Das ist die Lösung von SpaceX. Eine optimierte Startsequenz. Hardware-Austausch. Weniger Panik, mehr Prozedur.

„Schiff“ hatte sein eigenes Drama, aber es zeigte Mut. Einer der drei Vakuum-Raptoren starb 40 Sekunden nach der Trennung. Spiel vorbei? Nicht ganz. Es erreichte trotzdem suborbitale Geschwindigkeit. Es bewies, dass es mit weniger Leistung fliegen konnte. Motor aus -Fähigkeit überprüft.

Der Motor konnte jedoch später nicht wieder angezündet werden. SpaceX macht hierfür „zusammenhängende Ursachen“ verantwortlich. Weitere Korrekturen folgen.

Das haben Sie beim letzten Mal wahrscheinlich verpasst: zwei Starlink -Satelliten. Ausgestattet mit Kameras.
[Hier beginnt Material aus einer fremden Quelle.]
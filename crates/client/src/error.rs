// crates/client/src/error.rs
//! Client-side error types.

use thiserror::Error;

/// A failure of the push connection or the snapshot request.
///
/// Handled inside the reconnect loop; consumers only see it through the
/// connection state once the retry budget is spent.
#[derive(Debug, Error)]
pub enum TransportError {
    #[error("connection failed: {0}")]
    Connect(String),

    #[error("snapshot request failed: {0}")]
    Snapshot(String),

    #[error("connection lost: {0}")]
    Disconnected(String),

    #[error("{0} timed out after {1:?}")]
    Timeout(&'static str, std::time::Duration),

    /// The server dropped this subscriber after a gap and wants a fresh snapshot.
    #[error("server requested resync")]
    Resync,
}

impl TransportError {
    pub fn is_resync(&self) -> bool {
        matches!(self, Self::Resync)
    }
}

/// A frame that could not be decoded into a `JobEvent`. Logged and skipped.
#[derive(Debug, Error)]
pub enum ProtocolError {
    #[error("malformed job event: {0}")]
    Malformed(#[from] serde_json::Error),
}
Wird nur eingesetzt, um Bilder der Hitzeschildkacheln im Weltraum zu machen. Seltsam, oder? Aber notwendig. Sie können die Haut nicht überprüfen, ohne die Haut zu sehen.

Flug 13 verändert das Spiel geringfügig.

In der Ladebucht? Zwanzig tatsächlich funktionsfähige Starlink V3. Diesmal gibt es keine Simulatoren. Echtes Geschäft. Zwanzig Vögel steigen auf. Sechs werden mit Kameras ausgestattet sein und die Hitzeschildinspektion wiederholen. Der Rest dient Funktionstests.
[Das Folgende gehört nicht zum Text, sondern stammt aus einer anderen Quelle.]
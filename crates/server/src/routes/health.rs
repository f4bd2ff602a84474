// crates/server/src/routes/health.rs
//! Health check endpoint for the API.

use std::sync::Arc;

use axum::{extract::State, routing::get, Json, Router};
use serde::Serialize;

use crate::state::AppState;

/// Response for the health check endpoint.
#[derive(Debug, Serialize)]
#[cfg_attr(test, derive(serde::Deserialize))]
#[serde(rename_all = "camelCase")]
pub struct HealthResponse {
    pub status: String,
    pub version: String,
    pub uptime_secs: u64,
    pub running_jobs: usize,
}

/// GET /api/health - Health check endpoint.
///
/// Returns server status, version, uptime and the number of running jobs.
pub async fn health_check(State(state): State<Arc<AppState>>) -> Json<HealthResponse> {
    Json(HealthResponse {
        status: "ok".to_string(),
        version: env!("CARGO_PKG_VERSION").to_string(),
        uptime_secs: state.uptime_secs(),
        running_jobs: state.registry.running_count(),
    })
}

/// Create the health routes router.
pub fn router() -> Router<Arc<AppState>> {
    Router::new().route("/health", get(health_check))
}
//! Integration tests for the job snapshot and push endpoints.
//!
//! The SSE tests drive the router in-process with `oneshot`; the WebSocket
//! tests bind a real listener and connect with `tokio-tungstenite`.

use std::net::SocketAddr;
use std::sync::Arc;
use std::time::Duration;

use axum::body::Body;
use axum::http::{Request, StatusCode};
use futures_util::StreamExt;
use jobcast_server::{create_app, AppState};
use jobcast_server_jobs::{BusConfig, EventBus, JobRegistry, PoolConfig, ProgressThrottle};
use jobcast_types::{JobEvent, JobSnapshot, JobStatus, RESYNC_CLOSE_CODE};
use pretty_assertions::assert_eq;
use tokio_tungstenite::tungstenite::Message;
use tower::ServiceExt;

/// State whose runners only emit progress on the final task.
fn quiet_state(bus_capacity: usize) -> Arc<AppState> {
    AppState::new(
        Arc::new(JobRegistry::default()),
        EventBus::new(BusConfig {
            subscriber_capacity: bus_capacity,
        }),
        PoolConfig {
            workers: 2,
            throttle: ProgressThrottle {
                every_tasks: 1_000,
                min_interval: Duration::from_secs(3600),
            },
        },
    )
}

/// Parse SSE event lines from the body string into a vec of (event_name, json_data) pairs.
fn parse_sse_events(body: &str) -> Vec<(String, serde_json::Value)> {
    let mut events = Vec::new();
    let mut current_event = String::new();
    let mut current_data = String::new();

    for line in body.lines() {
        if let Some(event_name) = line.strip_prefix("event: ") {
            current_event = event_name.trim().to_string();
        } else if let Some(data) = line.strip_prefix("data: ") {
            current_data = data.trim().to_string();
        } else if line.is_empty() && !current_event.is_empty() {
            let value = serde_json::from_str(&current_data).unwrap_or(serde_json::Value::Null);
            events.push((std::mem::take(&mut current_event), value));
            current_data.clear();
        }
    }
    if !current_event.is_empty() {
        let value = serde_json::from_str(&current_data).unwrap_or(serde_json::Value::Null);
        events.push((current_event, value));
    }
    events
}

async fn serve(state: Arc<AppState>) -> SocketAddr {
    let listener = tokio::net::TcpListener::bind("127.0.0.1:0").await.unwrap();
    let addr = listener.local_addr().unwrap();
    let app = create_app(state);
    tokio::spawn(async move {
        axum::serve(listener, app).await.unwrap();
    });
    addr
}

#[tokio::test]
async fn test_snapshot_lists_all_groups() {
    let state = quiet_state(16);
    state.registry.create_job("run", "library_scan", 10).unwrap();
    state.registry.enqueue("wait", "library_scan").unwrap();
    state.registry.create_job("done", "library_scan", 1).unwrap();
    state.registry.complete("done", Some("ok".into())).unwrap();

    let response = create_app(state)
        .oneshot(Request::builder().uri("/api/jobs").body(Body::empty()).unwrap())
        .await
        .unwrap();
    assert_eq!(response.status(), StatusCode::OK);

    let body = axum::body::to_bytes(response.into_body(), usize::MAX)
        .await
        .unwrap();
    let snapshot: JobSnapshot = serde_json::from_slice(&body).unwrap();
    assert_eq!(snapshot.running.len(), 1);
    assert_eq!(snapshot.running[0].runner_id, "run");
    assert_eq!(snapshot.queued[0].runner_id, "wait");
    assert_eq!(snapshot.queued[0].status, JobStatus::Queued);
    assert_eq!(snapshot.history[0].runner_id, "done");
    assert_eq!(snapshot.history[0].message.as_deref(), Some("ok"));
}

#[tokio::test]
async fn test_sse_follows_job_lifecycle() {
    let state = quiet_state(64);

    let response = create_app(state.clone())
        .oneshot(
            Request::builder()
                .uri("/api/jobs/stream")
                .body(Body::empty())
                .unwrap(),
        )
        .await
        .unwrap();
    assert_eq!(response.status(), StatusCode::OK);

    let handle = state
        .pool
        .submit_with_id("scan-1", "library_scan", 10, |ctx| async move {
            for _ in 0..10 {
                ctx.advance();
            }
            ctx.created_media(vec!["m1".into()]);
            Ok(Some("done".into()))
        })
        .unwrap();
    assert_eq!(handle.join().await, Some(JobStatus::Completed));
    state.bus.close();

    let body = axum::body::to_bytes(response.into_body(), usize::MAX)
        .await
        .unwrap();
    let events = parse_sse_events(std::str::from_utf8(&body).unwrap());
    let names: Vec<&str> = events.iter().map(|(name, _)| name.as_str()).collect();
    assert_eq!(
        names,
        vec!["snapshot", "JobStarted", "JobProgress", "CreatedMedia", "JobComplete"]
    );

    assert_eq!(events[0].1["running"], serde_json::json!([]));
    assert_eq!(events[1].1["taskCount"], 10);
    assert_eq!(events[2].1["currentTask"], 10);
    assert_eq!(events[3].1["mediaIds"], serde_json::json!(["m1"]));
    assert_eq!(events[4].1["runnerId"], "scan-1");
    assert_eq!(events[4].1["message"], "done");
}

#[tokio::test]
async fn test_sse_lagging_client_gets_resync() {
    let state = quiet_state(2);

    let response = create_app(state.clone())
        .oneshot(
            Request::builder()
                .uri("/api/jobs/stream")
                .body(Body::empty())
                .unwrap(),
        )
        .await
        .unwrap();

    // Nothing drains the body yet, so the third publish overflows the queue.
    for i in 1..=5 {
        state.bus.publish(JobEvent::JobProgress {
            runner_id: "r1".into(),
            current_task: i,
        });
    }

    let body = axum::body::to_bytes(response.into_body(), usize::MAX)
        .await
        .unwrap();
    let events = parse_sse_events(std::str::from_utf8(&body).unwrap());
    let names: Vec<&str> = events.iter().map(|(name, _)| name.as_str()).collect();
    assert_eq!(names, vec!["snapshot", "JobProgress", "JobProgress", "resync"]);
}

#[tokio::test]
async fn test_websocket_streams_events() {
    let state = quiet_state(64);
    let addr = serve(state.clone()).await;

    let (mut ws, _) = tokio_tungstenite::connect_async(format!("ws://{addr}/api/jobs/ws"))
        .await
        .unwrap();
    assert_eq!(state.bus.subscriber_count(), 1);

    let handle = state
        .pool
        .submit_with_id("scan-ws", "library_scan", 3, |ctx| async move {
            ctx.set_progress(3);
            Err(anyhow::anyhow!("disk vanished"))
        })
        .unwrap();
    assert_eq!(handle.join().await, Some(JobStatus::Failed));

    let mut events = Vec::new();
    while events.len() < 3 {
        let msg = tokio::time::timeout(Duration::from_secs(5), ws.next())
            .await
            .expect("websocket frame")
            .unwrap()
            .unwrap();
        if let Message::Text(text) = msg {
            events.push(serde_json::from_str::<JobEvent>(&text).unwrap());
        }
    }

    assert_eq!(
        events,
        vec![
            JobEvent::JobStarted {
                runner_id: "scan-ws".into(),
                task_count: 3,
            },
            JobEvent::JobProgress {
                runner_id: "scan-ws".into(),
                current_task: 3,
            },
            JobEvent::JobFailed {
                runner_id: "scan-ws".into(),
                message: Some("disk vanished".into()),
            },
        ]
    );
}

#[tokio::test]
async fn test_websocket_gap_closes_with_resync_code() {
    let state = quiet_state(2);
    let addr = serve(state.clone()).await;

    let (mut ws, _) = tokio_tungstenite::connect_async(format!("ws://{addr}/api/jobs/ws"))
        .await
        .unwrap();

    // The current-thread runtime cannot run the forwarder during this loop.
    for i in 1..=10 {
        state.bus.publish(JobEvent::JobProgress {
            runner_id: "r1".into(),
            current_task: i,
        });
    }

    let mut texts = 0;
    let close = loop {
        let msg = tokio::time::timeout(Duration::from_secs(5), ws.next())
            .await
            .expect("websocket frame")
            .unwrap()
            .unwrap();
        match msg {
            Message::Text(_) => texts += 1,
            Message::Close(frame) => break frame,
            _ => {}
        }
    };

    assert_eq!(texts, 2);
    let frame = close.expect("close frame");
    assert_eq!(u16::from(frame.code), RESYNC_CLOSE_CODE);
    assert_eq!(frame.reason.as_str(), "resync");
}

#[tokio::test]
async fn test_unknown_job_returns_404() {
    let response = create_app(quiet_state(4))
        .oneshot(
            Request::builder()
                .uri("/api/jobs/nope")
                .body(Body::empty())
                .unwrap(),
        )
        .await
        .unwrap();
    assert_eq!(response.status(), StatusCode::NOT_FOUND);
}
Und hier ist der Clou. Da es sich hier nicht um eine Orbitalmission handelt, spielen diese auf lange Sicht keine Rolle.

Sie entfalten sich. Sie schweben. Zwanzig Minuten später verbrennen sie. Als Dampf wieder in die Atmosphäre gelangen.

SpaceX weiß das. Irgendwann wollen sie 100.000 davon auf den Markt bringen. Schnelleres Internet. Höhere Kapazität. Aber im Moment ist Flug 13 ein Entsorgungsstart für die Nutzlast, nicht für die Rakete.
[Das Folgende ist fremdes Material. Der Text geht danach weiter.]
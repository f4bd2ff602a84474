// crates/client/src/store.rs
//! Client-side reducer folding snapshots and events into a job map.
//!
//! The fold is synchronous and never lets a job show impossible state:
//! progress only moves forward, a terminal job stays terminal, and updates
//! from a superseded connection are dropped.

use std::collections::HashMap;

use chrono::{DateTime, Utc};
use jobcast_types::{Job, JobEvent, JobSnapshot, JobStatus};

use crate::channel::ChannelUpdate;
use crate::view::JobView;

/// A job as the client currently understands it.
#[derive(Debug, Clone, PartialEq, Eq)]
pub struct ClientJob {
    pub runner_id: String,
    /// Empty for shadow entries created from a bare event.
    pub kind: String,
    pub status: JobStatus,
    pub current_task: u64,
    /// `None` until a `JobStarted` or snapshot reports it.
    pub task_count: Option<u64>,
    pub message: Option<String>,
    pub started_at: Option<DateTime<Utc>>,
    pub finished_at: Option<DateTime<Utc>>,
    /// Position in start order, for stable view ordering.
    pub(crate) started_seq: u64,
    /// Position in finish order; 0 while not terminal.
    pub(crate) finished_seq: u64,
}

impl ClientJob {
    fn shadow(runner_id: String, status: JobStatus, started_seq: u64) -> Self {
        Self {
            runner_id,
            kind: String::new(),
            status,
            current_task: 0,
            task_count: None,
            message: None,
            started_at: Some(Utc::now()),
            finished_at: None,
            started_seq,
            finished_seq: 0,
        }
    }

    pub fn is_terminal(&self) -> bool {
        self.status.is_terminal()
    }

    /// True for entries created from an event without a prior start.
    pub fn is_shadow(&self) -> bool {
        self.task_count.is_none()
    }

    /// Completed fraction in `0.0..=1.0`, if the task count is known.
    pub fn fraction(&self) -> Option<f64> {
        match self.task_count {
            Some(0) => Some(1.0),
            Some(total) => Some(self.current_task as f64 / total as f64),
            None => None,
        }
    }
}

/// Entity-creation notifications forwarded to collaborators.
#[derive(Debug, Clone, PartialEq, Eq)]
pub enum SideEffect {
    CreatedMedia(Vec<String>),
    CreatedSeries(Vec<String>),
}

/// What applying one update did.
#[derive(Debug, Clone, PartialEq, Eq)]
pub enum ApplyOutcome {
    /// The job map changed.
    Changed,
    /// Valid but redundant: duplicate, regression, or event for a finished job.
    Ignored,
    /// From a superseded connection; dropped.
    Stale,
    /// Not job state; hand it on.
    SideEffect(SideEffect),
}

#[derive(Debug, Default, Clone)]
pub struct ClientJobStore {
    jobs: HashMap<String, ClientJob>,
    generation: u64,
    next_seq: u64,
}

impl ClientJobStore {
    pub fn new() -> Self {
        Self::default()
    }

    /// Generation of the snapshot currently applied.
    pub fn generation(&self) -> u64 {
        self.generation
    }

    pub fn get(&self, runner_id: &str) -> Option<&ClientJob> {
        self.jobs.get(runner_id)
    }

    pub fn jobs(&self) -> impl Iterator<Item = &ClientJob> {
        self.jobs.values()
    }

    pub fn len(&self) -> usize {
        self.jobs.len()
    }

    pub fn is_empty(&self) -> bool {
        self.jobs.is_empty()
    }

    pub fn view(&self, history_limit: usize) -> JobView {
        JobView::derive(self, history_limit)
    }

    pub fn apply(&mut self, update: ChannelUpdate) -> ApplyOutcome {
        match update {
            ChannelUpdate::Snapshot {
                generation,
                snapshot,
            } => self.apply_snapshot(generation, snapshot),
            ChannelUpdate::Event { generation, event } => self.apply_event(generation, event),
        }
    }

    fn seq(&mut self) -> u64 {
        self.next_seq += 1;
        self.next_seq
    }

    /// Replace the whole map with a server snapshot.
    pub fn apply_snapshot(&mut self, generation: u64, snapshot: JobSnapshot) -> ApplyOutcome {
        if generation < self.generation {
            tracing::debug!(generation, current = self.generation, "dropping stale snapshot");
            return ApplyOutcome::Stale;
        }
        self.generation = generation;
        self.jobs.clear();

        // Running arrives oldest first, history most recent first.
        for job in snapshot.running.into_iter().chain(snapshot.queued) {
            let seq = self.seq();
            self.insert_from_snapshot(job, seq, 0);
        }
        let finished: Vec<Job> = snapshot.history.into_iter().rev().collect();
        for job in finished {
            let seq = self.seq();
            self.insert_from_snapshot(job, seq, seq);
        }
        ApplyOutcome::Changed
    }

    fn insert_from_snapshot(&mut self, job: Job, started_seq: u64, finished_seq: u64) {
        let task_count = match job.status {
            JobStatus::Queued => None,
            _ => Some(job.task_count),
        };
        let entry = ClientJob {
            runner_id: job.runner_id.clone(),
            kind: job.kind,
            status: job.status,
            current_task: job.current_task.min(job.task_count),
            task_count,
            message: job.message,
            started_at: job.started_at.or(job.queued_at),
            finished_at: job.finished_at,
            started_seq,
            finished_seq: if job.status.is_terminal() { finished_seq } else { 0 },
        };
        self.jobs.insert(job.runner_id, entry);
    }

    /// Fold one live event.
    pub fn apply_event(&mut self, generation: u64, event: JobEvent) -> ApplyOutcome {
        if generation < self.generation {
            return ApplyOutcome::Stale;
        }

        match event {
            JobEvent::JobStarted {
                runner_id,
                task_count,
            } => self.started(runner_id, task_count),
            JobEvent::JobProgress {
                runner_id,
                current_task,
            } => self.progress(runner_id, current_task),
            JobEvent::JobComplete { runner_id, message } => {
                self.finished(runner_id, JobStatus::Completed, message)
            }
            JobEvent::JobFailed { runner_id, message } => {
                self.finished(runner_id, JobStatus::Failed, message)
            }
            JobEvent::CreatedMedia { media_ids } => {
                ApplyOutcome::SideEffect(SideEffect::CreatedMedia(media_ids))
            }
            JobEvent::CreatedSeries { series_ids } => {
                ApplyOutcome::SideEffect(SideEffect::CreatedSeries(series_ids))
            }
        }
    }

    fn started(&mut self, runner_id: String, task_count: u64) -> ApplyOutcome {
        let seq = self.seq();
        match self.jobs.get_mut(&runner_id) {
            Some(job) if job.is_terminal() => ApplyOutcome::Ignored,
            Some(job) if job.status == JobStatus::Queued => {
                job.status = JobStatus::Running;
                job.task_count = Some(task_count);
                job.current_task = 0;
                job.started_at = Some(Utc::now());
                job.started_seq = seq;
                ApplyOutcome::Changed
            }
            // Redelivered start: keep progress, fill in a shadow's count.
            Some(job) => {
                if job.task_count.is_some() {
                    return ApplyOutcome::Ignored;
                }
                job.task_count = Some(task_count);
                job.current_task = job.current_task.min(task_count);
                ApplyOutcome::Changed
            }
            None => {
                let mut job = ClientJob::shadow(runner_id.clone(), JobStatus::Running, seq);
                job.task_count = Some(task_count);
                self.jobs.insert(runner_id, job);
                ApplyOutcome::Changed
            }
        }
    }

    fn progress(&mut self, runner_id: String, current_task: u64) -> ApplyOutcome {
        match self.jobs.get_mut(&runner_id) {
            Some(job) if job.is_terminal() => ApplyOutcome::Ignored,
            Some(job) => {
                let mut changed = false;
                if job.status == JobStatus::Queued {
                    job.status = JobStatus::Running;
                    changed = true;
                }
                let next = job
                    .task_count
                    .map_or(current_task, |total| current_task.min(total));
                if next > job.current_task {
                    job.current_task = next;
                    changed = true;
                }
                if changed {
                    ApplyOutcome::Changed
                } else {
                    ApplyOutcome::Ignored
                }
            }
            None => {
                let seq = self.seq();
                let mut job = ClientJob::shadow(runner_id.clone(), JobStatus::Running, seq);
                job.current_task = current_task;
                self.jobs.insert(runner_id, job);
                ApplyOutcome::Changed
            }
        }
    }

    fn finished(
        &mut self,
        runner_id: String,
        status: JobStatus,
        message: Option<String>,
    ) -> ApplyOutcome {
        let seq = self.seq();
        let job = self
            .jobs
            .entry(runner_id)
            .or_insert_with_key(|id| ClientJob::shadow(id.clone(), status, seq));
        if job.is_terminal() && job.finished_seq != 0 {
            return ApplyOutcome::Ignored;
        }
        job.status = status;
        job.message = message;
        job.finished_at = Some(Utc::now());
        job.finished_seq = seq;
        ApplyOutcome::Changed
    }
}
Was versuchen sie also mit der Hardware zu tun?

Super Heavy will drei Dinge:
– Sauber starten und trennen.
– Schließe den Boostback-Burn ab.
– Spritzen Sie vorsichtig nach unten. Kein Wackeln.

Schiff hat noch mehr Hausaufgaben. Setzen Sie diese Satelliten ein. Zünde einen Motor im Weltraum wieder an. Dann gleiten Sie hinab zu einer sanften Landung im Indischen Ozean.

Die FAA hat abgesegnet. Die Ermittlungen zu Flug 12 wurden heute Morgen abgeschlossen. Die Korrekturen gefielen ihnen.

Das Startfenster öffnet sich am Donnerstag um 18:45 Uhr EDT. Der Livestream beginnt eine halbe Stunde vorher. Sehen Sie es sich auf X oder auf der Unternehmensseite an.

Wenn das alles perfekt läuft, erhält Flug 14 die erste V3-Rückkehr nach Texas. Die Stäbchen fallen herunter. Vielleicht schaffen es beide Etappen zurück.

Aber lassen Sie sich nicht mitreißen. Das Ding ist noch roh.

Der Orbit ist noch nicht garantiert. Docking? Nein. Gefrorenen Kraftstoff in einem Tank aufbewahren, während er in der Schwerelosigkeit schwimmt, ohne ihn zu verkochen? Immer noch ein technischer Albtraum, der darauf wartet, gelöst zu werden.

Sie sind nah dran. Aber es ist noch viel Platz übrig.